- Relator(a)
- Ministro Francisco Falcão
- Órgão julgador
- Segunda Turma
- Data do julgamento
- 21/06/2021
- Data de publicação
- 25/06/2021
STJ – Acórdão, Rel. Ministro Francisco Falcão, Segunda Turma, j. 21/06/2021, p. 25/06/2021
PROCESSUAL CIVIL. ADMINISTRATIVO. POLICIAL MILITAR. AÇÃO DE COBRANÇA. QUINQUÊNIO E SEXTA-PARTE PRETÉRIOS AO MANDADO DE SEGURANÇA COLETIVO. TRÂNSITO EM JULGADO. NÃO OCORRÊNCIA. EXTINÇÃO DO FEITO. I - Na origem, trata-se de ação ajuizada contra o Estado de São Paulo e a São Paulo Previdência - SPPREV objetivando a cobrança de diferenças de quinquênio e da sexta-parte pretéritas à impetração do mandado de segurança coletivo. Na sentença, extinguiu-se o processo pela ocorrência da prescrição. No Tribunal a quo, a sentença foi reformada para extinguir o processo, por ilegitimidade passiva, em relação a São Paulo Previdência, afastar a prescrição e julgar procedente a demanda somente em relação ao Estado. Nesta Corte, deu-se provimento ao recurso especial do Estado de São Paulo para extinguir o processo sem exame do mérito. II - Prima facie, cabe ressaltar que a situação descrita nos presentes autos não encontra óbice na Súmula n. 283 do STF. III - Nos termos da jurisprudência do Superior Tribunal de Justiça, não se aplica o preceituado no enunciado da Súmula n. 283/STF no caso em que há impugnação ao fundamento do acórdão recorrido, o que ocorreu neste caso, uma vez que os recorrentes pontuaram a necessidade de suspensão do processo, quando a presente ação de cobrança somente poderia ter sido ajuizada após o trânsito em julgado do mandado de segurança coletivo previamente ajuizado.
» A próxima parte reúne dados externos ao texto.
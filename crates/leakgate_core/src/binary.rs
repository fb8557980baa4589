//! Binary content detection heuristics.

/// Number of bytes checked for null bytes when detecting binary content.
/// Matches how git decides; binary formats almost always have nulls in
/// their headers.
const BINARY_CHECK_BYTES: usize = 8000;

/// Returns `true` if the leading bytes contain a null, which strongly
/// indicates binary data.
#[must_use]
pub fn is_binary_bytes(bytes: &[u8]) -> bool {
    let check_len = bytes.len().min(BINARY_CHECK_BYTES);
    bytes[..check_len].contains(&0)
}

/// Returns `true` if the leading bytes of `content` contain a null byte.
#[must_use]
pub fn is_binary_content(content: &str) -> bool {
    is_binary_bytes(content.as_bytes())
}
IV - A jurisprudência do Superior Tribunal de Justiça é firme no sentido de que é necessário aguardar o trânsito em julgado da sentença em mandado de segurança coletivo para o ajuizamento da ação de cobrança pretendendo o recebimento de parcelas pretéritas. V - Verifica-se que a ação de cobrança que objetiva o recebimento de parcelas pretéritas à impetração do mandado de segurança coletivo foi ajuizada antes do transitado em julgado da ação coletiva. Desse modo, é de rigor a extinção do feito. Nesse sentido: (AgInt no REsp n. 1.748.782/SP, relator Ministro Francisco Falcão, Segunda Turma, julgado em 21/2/2019, DJe 1º/3/2019, REsp n. 1.747.518/SP, relator Ministro Og Fernandes, Segunda Turma, julgado em 12/2/2019, DJe 21/2/2019 e REsp n. 1.764.345/SP, relator Ministro Herman Benjamin, Segunda Turma, julgado em 2/10/2018, DJe 28/11/2018). VI - Agravo interno improvido. (AgInt no REsp n. 1.822.599/SP, relator Ministro Francisco Falcão, Segunda Turma, julgado em 21/6/2021, DJe de 25/6/2021.)